Aim of the task:
In the material below, find the line containing "dip_width: rng.gen::<f64>() *" and the line containing "let angle = q.y.atan2(q.x);", then reproduce exactly both of them and every line between, and nothing else.

Data extracts:
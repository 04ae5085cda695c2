//! Land/water shape functions
//!
//! A shape decides, point by point, whether a location starts out as water.
//! Shapes are materialized from the run RNG before the terrain pipeline so
//! their parameters (bump counts, noise grids) are part of the deterministic
//! draw order.

use std::f64::consts::TAU;

use glam::DVec2;
use rand::Rng;
use rand_chacha::ChaCha8Rng;

use crate::config::ShapeConfig;
use crate::geom::Rect;

/// Decides which points of the map start out as water.
pub trait WaterShape {
    fn is_water(&self, p: DVec2, bounds: &Rect) -> bool;
}

/// Irregular radial island: a sinusoid-modulated disc with a single inlet.
#[derive(Debug, Clone)]
pub struct RadialShape {
    /// 1.0 means no small islands; 2.0 leads to a lot.
    island_factor: f64,
    bumps: u32,
    start_angle: f64,
    dip_angle: f64,
    dip_width: f64,
}

impl RadialShape {
    const ISLAND_FACTOR: f64 = 1.07;

    /// Draw the island parameters from the run RNG.
    pub fn from_rng(rng: &mut ChaCha8Rng) -> Self {
        Self {
            island_factor: Self::ISLAND_FACTOR,
            bumps: rng.gen_range(1..=5),
            start_angle: rng.gen::<f64>() * TAU,
            dip_angle: rng.gen::<f64>() * TAU,
            dip_width: rng.gen::<f64>() * 0.5 + 0.2,
        }
    }
}

impl WaterShape for RadialShape {
    fn is_water(&self, p: DVec2, bounds: &Rect) -> bool {
        let q = DVec2::new(
            2.0 * (p.x / bounds.width - 0.5),
            2.0 * (p.y / bounds.height - 0.5),
        );

        let angle = q.y.atan2(q.x);
        let length = 0.5 * (q.x.abs().max(q.y.abs()) + q.length());
        let bumps = self.bumps as f64;

        let mut r1 = 0.5
            + 0.40 * (self.start_angle + bumps * angle + ((bumps + 3.0) * angle).cos()).sin();
        let mut r2 = 0.7
            - 0.20 * (self.start_angle + bumps * angle - ((bumps + 2.0) * angle).sin()).sin();
        if (angle - self.dip_angle).abs() < self.dip_width
            || (angle - self.dip_angle + TAU).abs() < self.dip_width
            || (angle - self.dip_angle - TAU).abs() < self.dip_width
        {
            r1 = 0.2;
            r2 = 0.2;
        }
        !(length < r1 || (length > r1 * self.island_factor && length < r2))
    }
}

/// Value-noise continents: smoothed white noise split at the densest decile.
#[derive(Debug, Clone)]
pub struct PerlinShape {
    noise: Vec<Vec<f64>>,
    median: f64,
}

impl PerlinShape {
    /// Build the noise grid from the run RNG.
    ///
    /// The white noise base is only filled inside a margin band so the map
    /// edges always come out as water; `octave_count` smoothing passes are
    /// blended with persistence 0.5.
    pub fn from_rng(
        rng: &mut ChaCha8Rng,
        octave_count: u32,
        noise_width: usize,
        noise_height: usize,
    ) -> Self {
        let white = Self::white_noise(rng, noise_width + 1, noise_height + 1);
        let noise = Self::blend_octaves(&white, octave_count);
        let median = Self::densest_decile(&noise);
        Self { noise, median }
    }

    fn white_noise(rng: &mut ChaCha8Rng, width: usize, height: usize) -> Vec<Vec<f64>> {
        let mut noise = vec![vec![0.0; height]; width];
        let i_end = (width as f64 * 0.96) as usize;
        let j_end = (height as f64 * 0.96) as usize;
        for row in noise.iter_mut().take(i_end).skip(width / 25) {
            for cell in row.iter_mut().take(j_end).skip(height / 25) {
                *cell = rng.gen::<f64>();
            }
        }
        noise
    }

    fn smooth(base: &[Vec<f64>], octave: u32) -> Vec<Vec<f64>> {
        let width = base.len();
        let height = base[0].len();
        let period = 1usize << octave;
        let frequency = 1.0 / period as f64;

        let mut out = vec![vec![0.0; height]; width];
        for i in 0..width {
            let i0 = (i / period) * period;
            let i1 = (i0 + period) % width;
            let hblend = (i - i0) as f64 * frequency;
            for j in 0..height {
                let j0 = (j / period) * period;
                let j1 = (j0 + period) % height;
                let vblend = (j - j0) as f64 * frequency;

                let top = lerp(base[i0][j0], base[i1][j0], hblend);
                let bottom = lerp(base[i0][j1], base[i1][j1], hblend);
                out[i][j] = lerp(top, bottom, vblend);
            }
        }
        out
    }

    fn blend_octaves(base: &[Vec<f64>], octave_count: u32) -> Vec<Vec<f64>> {
        let width = base.len();
        let height = base[0].len();
        if octave_count == 0 {
            return base.to_vec();
        }

        let smoothed: Vec<Vec<Vec<f64>>> =
            (0..octave_count).map(|o| Self::smooth(base, o)).collect();

        let persistence = 0.5;
        let mut blended = vec![vec![0.0; height]; width];
        let mut amplitude = 1.0;
        let mut total_amplitude = 0.0;
        for octave in (0..octave_count as usize).rev() {
            amplitude *= persistence;
            total_amplitude += amplitude;
            for i in 0..width {
                for j in 0..height {
                    blended[i][j] += smoothed[octave][i][j] * amplitude;
                }
            }
        }
        for row in &mut blended {
            for cell in row {
                *cell /= total_amplitude;
            }
        }
        blended
    }

    /// Threshold at the densest decile of the histogram, shifted to its
    /// middle. This puts the waterline where most of the noise mass sits.
    fn densest_decile(noise: &[Vec<f64>]) -> f64 {
        let mut count = [0u64; 10];
        for row in noise {
            for &value in row {
                for k in 1..=count.len() {
                    if value * 10.0 < k as f64 {
                        count[k - 1] += 1;
                        break;
                    }
                }
            }
        }
        let mut densest = 0;
        for i in 1..count.len() {
            if count[i] > count[densest] {
                densest = i;
            }
        }
        (densest as f64 + 0.5) / 10.0
    }
}

impl WaterShape for PerlinShape {
    fn is_water(&self, p: DVec2, bounds: &Rect) -> bool {
        let width = self.noise.len();
        let height = self.noise[0].len();
        let x = ((p.x / bounds.width * (width - 1) as f64) as usize).min(width - 1);
        let y = ((p.y / bounds.height * (height - 1) as f64) as usize).min(height - 1);
        self.noise[x][y] < self.median
    }
}

/// A five-lobed blob with two eyes, useful as a fixed test shape.
#[derive(Debug, Clone, Default)]
pub struct BlobShape;

impl WaterShape for BlobShape {
    fn is_water(&self, p: DVec2, bounds: &Rect) -> bool {
        let q = DVec2::new(
            2.0 * (p.x / bounds.width - 0.5),
            2.0 * (p.y / bounds.height - 0.5),
        );
        let eye1 = DVec2::new(q.x - 0.2, q.y / 2.0 + 0.2).length() < 0.05;
        let eye2 = DVec2::new(q.x + 0.2, q.y / 2.0 + 0.2).length() < 0.05;
        let body = q.length() < 0.8 - 0.18 * (5.0 * q.y.atan2(q.x)).sin();
        !body || eye1 || eye2
    }
}

/// The built-in shapes, materialized from a [`ShapeConfig`].
pub enum IslandShape {
    Radial(RadialShape),
    Perlin(PerlinShape),
    Blob(BlobShape),
}

impl IslandShape {
    /// Materialize the configured shape, drawing parameters from `rng`.
    pub fn materialize(config: ShapeConfig, rng: &mut ChaCha8Rng) -> IslandShape {
        match config {
            ShapeConfig::Radial => IslandShape::Radial(RadialShape::from_rng(rng)),
            ShapeConfig::Perlin {
                octave_count,
                noise_width,
                noise_height,
            } => IslandShape::Perlin(PerlinShape::from_rng(
                rng,
                octave_count,
                noise_width,
                noise_height,
            )),
            ShapeConfig::Blob => IslandShape::Blob(BlobShape),
        }
    }
}

impl WaterShape for IslandShape {
    fn is_water(&self, p: DVec2, bounds: &Rect) -> bool {
        match self {
            IslandShape::Radial(s) => s.is_water(p, bounds),
            IslandShape::Perlin(s) => s.is_water(p, bounds),
            IslandShape::Blob(s) => s.is_water(p, bounds),
        }
    }
}

#[inline]
fn lerp(x0: f64, x1: f64, alpha: f64) -> f64 {
    x0 * (1.0 - alpha) + x1 * alpha
}

#[cfg(test)]
mod tests {
    use super::*;
    use rand::SeedableRng;

    fn bounds() -> Rect {
        Rect::new(0.0, 0.0, 1000.0, 1000.0)
    }

    #[test]
    fn test_radial_center_is_land_corners_are_water() {
        let mut rng = ChaCha8Rng::seed_from_u64(7);
        let shape = RadialShape::from_rng(&mut rng);
        let b = bounds();
        assert!(!shape.is_water(DVec2::new(500.0, 500.0), &b));
        assert!(shape.is_water(DVec2::new(0.0, 0.0), &b));
        assert!(shape.is_water(DVec2::new(1000.0, 0.0), &b));
        assert!(shape.is_water(DVec2::new(0.0, 1000.0), &b));
        assert!(shape.is_water(DVec2::new(1000.0, 1000.0), &b));
    }

    #[test]
    fn test_radial_is_deterministic() {
        let b = bounds();
        let mut rng0 = ChaCha8Rng::seed_from_u64(99);
        let mut rng1 = ChaCha8Rng::seed_from_u64(99);
        let s0 = RadialShape::from_rng(&mut rng0);
        let s1 = RadialShape::from_rng(&mut rng1);
        for x in (0..1000).step_by(97) {
            for y in (0..1000).step_by(89) {
                let p = DVec2::new(x as f64, y as f64);
                assert_eq!(s0.is_water(p, &b), s1.is_water(p, &b));
            }
        }
    }

    #[test]
    fn test_blob_shape() {
        let b = bounds();
        let blob = BlobShape;
        // Body center is land; the eyes and the far corners are water.
        assert!(!blob.is_water(DVec2::new(500.0, 500.0), &b));
        assert!(blob.is_water(DVec2::new(0.0, 0.0), &b));
        // eye1 at normalized (0.2, -0.4): x = 600, y = 300
        assert!(blob.is_water(DVec2::new(600.0, 300.0), &b));
        assert!(blob.is_water(DVec2::new(400.0, 300.0), &b));
    }

    #[test]
    fn test_perlin_margins_are_water() {
        let mut rng = ChaCha8Rng::seed_from_u64(3);
        let shape = PerlinShape::from_rng(&mut rng, 4, 256, 256);
        let b = bounds();
        // The unfilled margin band of the base noise stays below threshold.
        assert!(shape.is_water(DVec2::new(1.0, 1.0), &b));
        assert!(shape.is_water(DVec2::new(999.0, 999.0), &b));
    }

    #[test]
    fn test_perlin_has_both_land_and_water() {
        let mut rng = ChaCha8Rng::seed_from_u64(3);
        let shape = PerlinShape::from_rng(&mut rng, 4, 128, 128);
        let b = bounds();
        let mut land = 0;
        let mut water = 0;
        for x in (0..1000).step_by(13) {
            for y in (0..1000).step_by(17) {
                if shape.is_water(DVec2::new(x as f64, y as f64), &b) {
                    water += 1;
                } else {
                    land += 1;
                }
            }
        }
        assert!(land > 0);
        assert!(water > 0);
    }
}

Exercise result:
            dip_width: rng.gen::<f64>() * 0.5 + 0.2,
        }
    }
}

impl WaterShape for RadialShape {
    fn is_water(&self, p: DVec2, bounds: &Rect) -> bool {
        let q = DVec2::new(
            2.0 * (p.x / bounds.width - 0.5),
            2.0 * (p.y / bounds.height - 0.5),
        );

        let angle = q.y.atan2(q.x);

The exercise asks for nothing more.